● **Exercise**: In the material below, some lines carry "janedoe". Copy each such line.
BEGIN Data to use
//! Month calendar assembly.
//!
//! Combines the sessions a viewer may see with their recurring days for one
//! month, producing everything a renderer needs to paint the month.

use serde::Serialize;
use tracing::debug;

use crate::error::TutorCalResult;
use crate::month::{Week, YearMonth};
use crate::recurrence::{HighlightSet, recurring_days};
use crate::session::{SessionRequest, User};
use crate::store::SessionStore;

/// What to show.
#[derive(Debug, Clone, Default)]
pub struct CalendarQuery {
    pub year: i32,
    pub month: u32,
    /// Only sessions where this username is the student or the tutor
    pub selected_user: Option<String>,
    /// Free-text filter on student, subject and proficiency
    pub search: Option<String>,
}

/// A visible session and the days it occurs on in the queried month.
#[derive(Debug, Clone, Serialize)]
pub struct AnnotatedSession {
    pub session: SessionRequest,
    pub days: HighlightSet,
}

#[derive(Debug, Clone, Serialize)]
pub struct CalendarContext {
    pub year: i32,
    pub month: u32,
    pub month_name: String,
    pub month_grid: Vec<Week>,
    pub highlighted_days: HighlightSet,
    pub sessions: Vec<AnnotatedSession>,
}

impl CalendarContext {
    pub fn is_highlighted(&self, day: u32) -> bool {
        self.highlighted_days.contains(&day)
    }
}

/// Build the calendar for `viewer`.
///
/// Fails with NotFound when `selected_user` names nobody; nothing is
/// assembled in that case.
pub fn build_calendar_context(
    store: &impl SessionStore,
    viewer: &User,
    query: &CalendarQuery,
) -> TutorCalResult<CalendarContext> {
    let month = YearMonth::new(query.year, query.month)?;

    let selected = query
        .selected_user
        .as_deref()
        .map(|username| store.user(username))
        .transpose()?;

    let visible = store.visible_sessions(viewer, selected.as_ref())?;

    let mut highlighted_days = HighlightSet::new();
    let mut sessions = Vec::new();

    for session in visible {
        if let Some(search) = &query.search
            && !session.matches_search(search)
        {
            continue;
        }

        let days = recurring_days(&session, month.year(), month.month())?;
        highlighted_days.extend(days.iter().copied());
        sessions.push(AnnotatedSession { session, days });
    }

    debug!(
        viewer = %viewer.username,
        %month,
        sessions = sessions.len(),
        highlighted = highlighted_days.len(),
        "built calendar context"
    );

    Ok(CalendarContext {
        year: month.year(),
        month: month.month(),
        month_name: month.month_name(),
        month_grid: month.grid(),
        highlighted_days,
        sessions,
    })
}

#[cfg(test)]
mod tests {
    use super::*;
    use crate::error::TutorCalError;
    use crate::frequency::Frequency;
    use crate::session::{Approval, Proficiency, Role};
    use crate::weekday::Weekday;
    use chrono::NaiveDate;

    struct MemoryStore {
        users: Vec<User>,
        sessions: Vec<SessionRequest>,
    }

    impl SessionStore for MemoryStore {
        fn users(&self) -> TutorCalResult<Vec<User>> {
            Ok(self.users.clone())
        }

        fn sessions(&self) -> TutorCalResult<Vec<SessionRequest>> {
            Ok(self.sessions.clone())
        }
    }

    fn user(username: &str, role: Role) -> User {
        User {
            username: username.to_string(),
            first_name: "Test".to_string(),
            last_name: "User".to_string(),
            role,
        }
    }

    fn session(
        id: &str,
        student: &str,
        subject: &str,
        frequency: Frequency,
        weekdays: &[Weekday],
    ) -> SessionRequest {
        SessionRequest {
            id: id.to_string(),
            student: student.to_string(),
            tutor: Some("@janedoe".to_string()),
            subject: subject.to_string(),
            proficiency: Proficiency::Beginner,
            frequency,
            weekdays: weekdays.iter().copied().collect(),
            start_date: NaiveDate::from_ymd_opt(2024, 8, 10).unwrap(),
            approval: Approval::Approved,
        }
    }

    fn store() -> MemoryStore {
        let mut pending = session("pending", "@charlie", "Maths", Frequency::Weekly, &[Weekday::Friday]);
        pending.approval = Approval::Pending;

        let mut physics = session(
            "physics",
            "@peter",
            "Physics",
            Frequency::Biweekly,
            &[Weekday::Monday, Weekday::Thursday],
        );
        physics.proficiency = Proficiency::Advanced;

        MemoryStore {
            users: vec![
                user("@johndoe", Role::Admin),
                user("@janedoe", Role::Tutor),
                user("@charlie", Role::Student),
                user("@peter", Role::Student),
            ],
            sessions: vec![
                session("python", "@charlie", "Python", Frequency::Weekly, &[Weekday::Wednesday]),
                physics,
                pending,
            ],
        }
    }

    fn query(year: i32, month: u32) -> CalendarQuery {
        CalendarQuery {
            year,
            month,
            ..Default::default()
        }
    }

    #[test]
    fn admin_sees_union_of_approved_sessions() {
        let store = store();
        let admin = store.user("@johndoe").unwrap();
        let ctx = build_calendar_context(&store, &admin, &query(2025, 1)).unwrap();

        assert_eq!(ctx.sessions.len(), 2);
        assert_eq!(ctx.month_name, "January");
        assert_eq!(ctx.month_grid[0], [0, 0, 1, 2, 3, 4, 5]);

        for annotated in &ctx.sessions {
            assert!(annotated.days.is_subset(&ctx.highlighted_days));
        }
        let expected: HighlightSet =
            [6, 8, 9, 13, 15, 16, 20, 22, 23, 27, 29, 30].into_iter().collect();
        assert_eq!(ctx.highlighted_days, expected);
        // Friday sessions are still pending
        assert!(!ctx.is_highlighted(10));
    }

    #[test]
    fn student_sees_own_sessions_only() {
        let store = store();
        let charlie = store.user("@charlie").unwrap();
        let ctx = build_calendar_context(&store, &charlie, &query(2025, 1)).unwrap();

        assert_eq!(ctx.sessions.len(), 1);
        assert_eq!(ctx.sessions[0].session.subject, "Python");
        assert_eq!(ctx.highlighted_days, HighlightSet::from([8, 15, 22, 29]));
    }

    #[test]
    fn selected_user_narrows_admin_view() {
        let store = store();
        let admin = store.user("@johndoe").unwrap();
        let q = CalendarQuery {
            selected_user: Some("@peter".to_string()),
            ..query(2025, 1)
        };
        let ctx = build_calendar_context(&store, &admin, &q).unwrap();

        assert_eq!(ctx.sessions.len(), 1);
        assert_eq!(ctx.sessions[0].session.id, "physics");
    }

    #[test]
    fn unknown_selected_user_is_not_found() {
        let store = store();
        let admin = store.user("@johndoe").unwrap();
        let q = CalendarQuery {
            selected_user: Some("@ghost".to_string()),
            ..query(2025, 1)
        };
        assert!(matches!(
            build_calendar_context(&store, &admin, &q),
            Err(TutorCalError::NotFound(_))
        ));
    }

    #[test]
    fn search_filters_by_subject_and_proficiency() {
        let store = store();
        let admin = store.user("@johndoe").unwrap();

        let by_subject = CalendarQuery {
            search: Some("physics".to_string()),
            ..query(2025, 1)
        };
        let ctx = build_calendar_context(&store, &admin, &by_subject).unwrap();
        assert_eq!(ctx.sessions.len(), 1);
        assert_eq!(ctx.sessions[0].session.subject, "Physics");

        let by_level = CalendarQuery {
            search: Some("Advanced".to_string()),
            ..query(2025, 1)
        };
        let ctx = build_calendar_context(&store, &admin, &by_level).unwrap();
        assert_eq!(ctx.sessions.len(), 1);
        assert_eq!(ctx.sessions[0].session.proficiency, Proficiency::Advanced);
    }

    #[test]
    fn break_month_has_sessions_but_no_days() {
        let store = store();
        let admin = store.user("@johndoe").unwrap();
        let ctx = build_calendar_context(&store, &admin, &query(2025, 8)).unwrap();

        assert_eq!(ctx.sessions.len(), 2);
        assert!(ctx.sessions.iter().all(|s| s.days.is_empty()));
        assert!(ctx.highlighted_days.is_empty());
    }

    #[test]
    fn invalid_month_is_rejected() {
        let store = store();
        let admin = store.user("@johndoe").unwrap();
        assert!(matches!(
            build_calendar_context(&store, &admin, &query(2025, 0)),
            Err(TutorCalError::InvalidMonth(_))
        ));
    }

    #[test]
    fn context_serializes_to_json() {
        let store = store();
        let charlie = store.user("@charlie").unwrap();
        let ctx = build_calendar_context(&store, &charlie, &query(2025, 1)).unwrap();
        let json = serde_json::to_value(&ctx).unwrap();

        assert_eq!(json["highlighted_days"], serde_json::json!([8, 15, 22, 29]));
        assert_eq!(json["sessions"][0]["session"]["frequency"], serde_json::json!(1.0));
    }
}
END Data to use
● **Response box**:
            tutor: Some("@janedoe".to_string()),
                user("@janedoe", Role::Tutor),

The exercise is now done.